[Collected data entries]

▬▬▬

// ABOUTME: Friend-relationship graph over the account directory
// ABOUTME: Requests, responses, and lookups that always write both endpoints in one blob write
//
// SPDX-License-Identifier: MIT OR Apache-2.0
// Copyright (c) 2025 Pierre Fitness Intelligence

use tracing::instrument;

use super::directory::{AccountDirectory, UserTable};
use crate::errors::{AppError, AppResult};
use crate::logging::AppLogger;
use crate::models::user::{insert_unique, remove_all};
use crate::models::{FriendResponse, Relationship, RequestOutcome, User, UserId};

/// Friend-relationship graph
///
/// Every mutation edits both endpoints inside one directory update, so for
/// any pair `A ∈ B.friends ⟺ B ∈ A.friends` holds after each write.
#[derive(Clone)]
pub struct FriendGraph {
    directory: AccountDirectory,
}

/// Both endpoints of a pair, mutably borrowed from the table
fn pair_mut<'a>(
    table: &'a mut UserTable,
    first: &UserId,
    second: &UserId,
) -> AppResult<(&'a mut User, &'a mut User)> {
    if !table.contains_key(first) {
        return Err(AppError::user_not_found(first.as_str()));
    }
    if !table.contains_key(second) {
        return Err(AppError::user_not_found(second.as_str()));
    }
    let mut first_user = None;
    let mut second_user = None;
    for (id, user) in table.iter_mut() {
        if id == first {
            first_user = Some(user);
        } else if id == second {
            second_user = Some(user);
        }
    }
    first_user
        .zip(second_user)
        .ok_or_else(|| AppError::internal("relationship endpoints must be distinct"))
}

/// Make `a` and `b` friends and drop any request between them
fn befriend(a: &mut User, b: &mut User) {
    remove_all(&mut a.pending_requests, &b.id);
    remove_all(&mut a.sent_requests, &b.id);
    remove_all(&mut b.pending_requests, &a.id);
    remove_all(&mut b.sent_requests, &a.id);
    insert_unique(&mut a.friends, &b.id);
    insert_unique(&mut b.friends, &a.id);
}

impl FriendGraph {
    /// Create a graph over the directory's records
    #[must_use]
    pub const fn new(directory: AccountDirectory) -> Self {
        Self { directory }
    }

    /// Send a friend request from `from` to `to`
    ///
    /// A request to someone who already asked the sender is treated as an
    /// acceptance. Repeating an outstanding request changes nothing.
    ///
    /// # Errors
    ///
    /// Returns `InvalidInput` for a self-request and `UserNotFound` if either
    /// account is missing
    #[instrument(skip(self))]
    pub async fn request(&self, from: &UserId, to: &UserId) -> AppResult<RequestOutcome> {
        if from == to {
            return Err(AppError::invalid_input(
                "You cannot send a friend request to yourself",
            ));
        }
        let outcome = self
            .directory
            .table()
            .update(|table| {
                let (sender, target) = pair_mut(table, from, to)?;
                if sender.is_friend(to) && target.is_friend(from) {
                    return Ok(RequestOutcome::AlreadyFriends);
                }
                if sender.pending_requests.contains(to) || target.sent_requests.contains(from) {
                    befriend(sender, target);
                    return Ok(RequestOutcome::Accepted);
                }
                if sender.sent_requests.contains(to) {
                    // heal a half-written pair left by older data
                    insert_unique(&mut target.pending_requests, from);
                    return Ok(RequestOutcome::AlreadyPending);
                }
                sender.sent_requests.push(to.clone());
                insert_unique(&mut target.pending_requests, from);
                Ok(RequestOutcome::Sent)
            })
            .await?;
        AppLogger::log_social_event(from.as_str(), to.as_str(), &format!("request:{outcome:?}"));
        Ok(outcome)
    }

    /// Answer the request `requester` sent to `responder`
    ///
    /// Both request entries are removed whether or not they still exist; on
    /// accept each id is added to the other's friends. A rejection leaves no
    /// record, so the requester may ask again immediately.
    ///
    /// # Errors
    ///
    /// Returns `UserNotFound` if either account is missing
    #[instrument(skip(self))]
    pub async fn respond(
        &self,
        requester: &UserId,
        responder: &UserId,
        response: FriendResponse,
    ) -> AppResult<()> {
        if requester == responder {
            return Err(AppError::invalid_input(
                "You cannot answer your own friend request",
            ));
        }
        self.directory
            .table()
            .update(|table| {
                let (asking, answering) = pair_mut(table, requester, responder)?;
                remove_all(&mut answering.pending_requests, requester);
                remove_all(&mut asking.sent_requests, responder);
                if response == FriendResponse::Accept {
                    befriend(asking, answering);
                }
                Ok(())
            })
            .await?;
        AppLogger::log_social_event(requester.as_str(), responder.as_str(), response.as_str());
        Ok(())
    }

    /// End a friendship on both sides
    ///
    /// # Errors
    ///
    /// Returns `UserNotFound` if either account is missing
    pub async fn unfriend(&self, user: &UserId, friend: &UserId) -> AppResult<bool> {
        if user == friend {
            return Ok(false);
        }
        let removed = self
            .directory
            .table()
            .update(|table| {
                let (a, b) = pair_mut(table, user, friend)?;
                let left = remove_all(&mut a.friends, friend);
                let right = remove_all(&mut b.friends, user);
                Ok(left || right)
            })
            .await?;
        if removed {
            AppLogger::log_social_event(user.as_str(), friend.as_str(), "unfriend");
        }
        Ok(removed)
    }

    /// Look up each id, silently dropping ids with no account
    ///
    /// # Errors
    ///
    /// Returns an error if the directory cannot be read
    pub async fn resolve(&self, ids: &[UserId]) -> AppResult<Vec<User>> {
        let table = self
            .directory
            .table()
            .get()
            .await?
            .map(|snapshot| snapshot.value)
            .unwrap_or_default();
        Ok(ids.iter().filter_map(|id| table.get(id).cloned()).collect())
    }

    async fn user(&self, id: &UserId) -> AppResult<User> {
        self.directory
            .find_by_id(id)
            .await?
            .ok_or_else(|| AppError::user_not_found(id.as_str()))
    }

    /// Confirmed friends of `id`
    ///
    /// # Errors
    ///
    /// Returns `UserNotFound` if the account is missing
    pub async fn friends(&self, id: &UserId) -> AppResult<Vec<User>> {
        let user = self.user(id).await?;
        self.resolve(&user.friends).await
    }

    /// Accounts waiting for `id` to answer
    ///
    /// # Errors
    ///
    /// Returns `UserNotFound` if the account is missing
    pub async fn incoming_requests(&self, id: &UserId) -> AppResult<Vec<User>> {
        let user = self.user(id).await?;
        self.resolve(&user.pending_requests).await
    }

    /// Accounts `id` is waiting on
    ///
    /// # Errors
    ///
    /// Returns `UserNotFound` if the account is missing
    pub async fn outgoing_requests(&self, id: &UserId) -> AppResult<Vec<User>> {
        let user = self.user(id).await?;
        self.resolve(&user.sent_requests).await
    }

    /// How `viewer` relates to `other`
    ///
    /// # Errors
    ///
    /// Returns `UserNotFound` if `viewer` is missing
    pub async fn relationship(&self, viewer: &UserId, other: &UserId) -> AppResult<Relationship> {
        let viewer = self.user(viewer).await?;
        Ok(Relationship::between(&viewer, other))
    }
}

▬▬▬

Your objective:
Give back all the records above exactly. Keep every word.

Your response:
// ABOUTME: Friend-relationship graph over the account directory
// ABOUTME: Requests, responses, and lookups that always write both endpoints in one blob write
//
// SPDX-License-Identifier: MIT OR Apache-2.0
// Copyright (c) 2025 Pierre Fitness Intelligence

use tracing::instrument;

use super::directory::{AccountDirectory, UserTable};
use crate::errors::{AppError, AppResult};
use crate::logging::AppLogger;
use crate::models::user::{insert_unique, remove_all};
use crate::models::{FriendResponse, Relationship, RequestOutcome, User, UserId};

/// Friend-relationship graph
///
/// Every mutation edits both endpoints inside one directory update, so for
/// any pair `A ∈ B.friends ⟺ B ∈ A.friends` holds after each write.
#[derive(Clone)]
pub struct FriendGraph {
    directory: AccountDirectory,
}

/// Both endpoints of a pair, mutably borrowed from the table
fn pair_mut<'a>(
    table: &'a mut UserTable,
    first: &UserId,
    second: &UserId,
) -> AppResult<(&'a mut User, &'a mut User)> {
    if !table.contains_key(first) {
        return Err(AppError::user_not_found(first.as_str()));
    }
    if !table.contains_key(second) {
        return Err(AppError::user_not_found(second.as_str()));
    }
    let mut first_user = None;
    let mut second_user = None;
    for (id, user) in table.iter_mut() {
        if id == first {
            first_user = Some(user);
        } else if id == second {
            second_user = Some(user);
        }
    }
    first_user
        .zip(second_user)
        .ok_or_else(|| AppError::internal("relationship endpoints must be distinct"))
}

/// Make `a` and `b` friends and drop any request between them
fn befriend(a: &mut User, b: &mut User) {
    remove_all(&mut a.pending_requests, &b.id);
    remove_all(&mut a.sent_requests, &b.id);
    remove_all(&mut b.pending_requests, &a.id);
    remove_all(&mut b.sent_requests, &a.id);
    insert_unique(&mut a.friends, &b.id);
    insert_unique(&mut b.friends, &a.id);
}

impl FriendGraph {
    /// Create a graph over the directory's records
    #[must_use]
    pub const fn new(directory: AccountDirectory) -> Self {
        Self { directory }
    }

    /// Send a friend request from `from` to `to`
    ///
    /// A request to someone who already asked the sender is treated as an
    /// acceptance. Repeating an outstanding request changes nothing.
    ///
    /// # Errors
    ///
    /// Returns `InvalidInput` for a self-request and `UserNotFound` if either
    /// account is missing
    #[instrument(skip(self))]
    pub async fn request(&self, from: &UserId, to: &UserId) -> AppResult<RequestOutcome> {
        if from == to {
            return Err(AppError::invalid_input(
                "You cannot send a friend request to yourself",
            ));
        }
        let outcome = self
            .directory
            .table()
            .update(|table| {
                let (sender, target) = pair_mut(table, from, to)?;
                if sender.is_friend(to) && target.is_friend(from) {
                    return Ok(RequestOutcome::AlreadyFriends);
                }
                if sender.pending_requests.contains(to) || target.sent_requests.contains(from) {
                    befriend(sender, target);
                    return Ok(RequestOutcome::Accepted);
                }
                if sender.sent_requests.contains(to) {
                    // heal a half-written pair left by older data
                    insert_unique(&mut target.pending_requests, from);
                    return Ok(RequestOutcome::AlreadyPending);
                }
                sender.sent_requests.push(to.clone());
                insert_unique(&mut target.pending_requests, from);
                Ok(RequestOutcome::Sent)
            })
            .await?;
        AppLogger::log_social_event(from.as_str(), to.as_str(), &format!("request:{outcome:?}"));
        Ok(outcome)
    }

    /// Answer the request `requester` sent to `responder`
    ///
    /// Both request entries are removed whether or not they still exist; on
    /// accept each id is added to the other's friends. A rejection leaves no
    /// record, so the requester may ask again immediately.
    ///
    /// # Errors
    ///
    /// Returns `UserNotFound` if either account is missing
    #[instrument(skip(self))]
    pub async fn respond(
        &self,
        requester: &UserId,
        responder: &UserId,
        response: FriendResponse,
    ) -> AppResult<()> {
        if requester == responder {
            return Err(AppError::invalid_input(
                "You cannot answer your own friend request",
            ));
        }
        self.directory
            .table()
            .update(|table| {
                let (asking, answering) = pair_mut(table, requester, responder)?;
                remove_all(&mut answering.pending_requests, requester);
                remove_all(&mut asking.sent_requests, responder);
                if response == FriendResponse::Accept {
                    befriend(asking, answering);
                }
                Ok(())
            })
            .await?;
        AppLogger::log_social_event(requester.as_str(), responder.as_str(), response.as_str());
        Ok(())
    }

    /// End a friendship on both sides
    ///
    /// # Errors
    ///
    /// Returns `UserNotFound` if either account is missing
    pub async fn unfriend(&self, user: &UserId, friend: &UserId) -> AppResult<bool> {
        if user == friend {
            return Ok(false);
        }
        let removed = self
            .directory
            .table()
            .update(|table| {
                let (a, b) = pair_mut(table, user, friend)?;
                let left = remove_all(&mut a.friends, friend);
                let right = remove_all(&mut b.friends, user);
                Ok(left || right)
            })
            .await?;
        if removed {
            AppLogger::log_social_event(user.as_str(), friend.as_str(), "unfriend");
        }
        Ok(removed)
    }

    /// Look up each id, silently dropping ids with no account
    ///
    /// # Errors
    ///
    /// Returns an error if the directory cannot be read
    pub async fn resolve(&self, ids: &[UserId]) -> AppResult<Vec<User>> {
        let table = self
            .directory
            .table()
            .get()
            .await?
            .map(|snapshot| snapshot.value)
            .unwrap_or_default();
        Ok(ids.iter().filter_map(|id| table.get(id).cloned()).collect())
    }

    async fn user(&self, id: &UserId) -> AppResult<User> {
        self.directory
            .find_by_id(id)
            .await?
            .ok_or_else(|| AppError::user_not_found(id.as_str()))
    }

    /// Confirmed friends of `id`
    ///
    /// # Errors
    ///
    /// Returns `UserNotFound` if the account is missing
    pub async fn friends(&self, id: &UserId) -> AppResult<Vec<User>> {
        let user = self.user(id).await?;
        self.resolve(&user.friends).await
    }

    /// Accounts waiting for `id` to answer
    ///
    /// # Errors
    ///
    /// Returns `UserNotFound` if the account is missing
    pub async fn incoming_requests(&self, id: &UserId) -> AppResult<Vec<User>> {
        let user = self.user(id).await?;
        self.resolve(&user.pending_requests).await
    }

    /// Accounts `id` is waiting on
    ///
    /// # Errors
    ///
    /// Returns `UserNotFound` if the account is missing
    pub async fn outgoing_requests(&self, id: &UserId) -> AppResult<Vec<User>> {
        let user = self.user(id).await?;
        self.resolve(&user.sent_requests).await
    }

    /// How `viewer` relates to `other`
    ///
    /// # Errors
    ///
    /// Returns `UserNotFound` if `viewer` is missing
    pub async fn relationship(&self, viewer: &UserId, other: &UserId) -> AppResult<Relationship> {
        let viewer = self.user(viewer).await?;
        Ok(Relationship::between(&viewer, other))
    }
}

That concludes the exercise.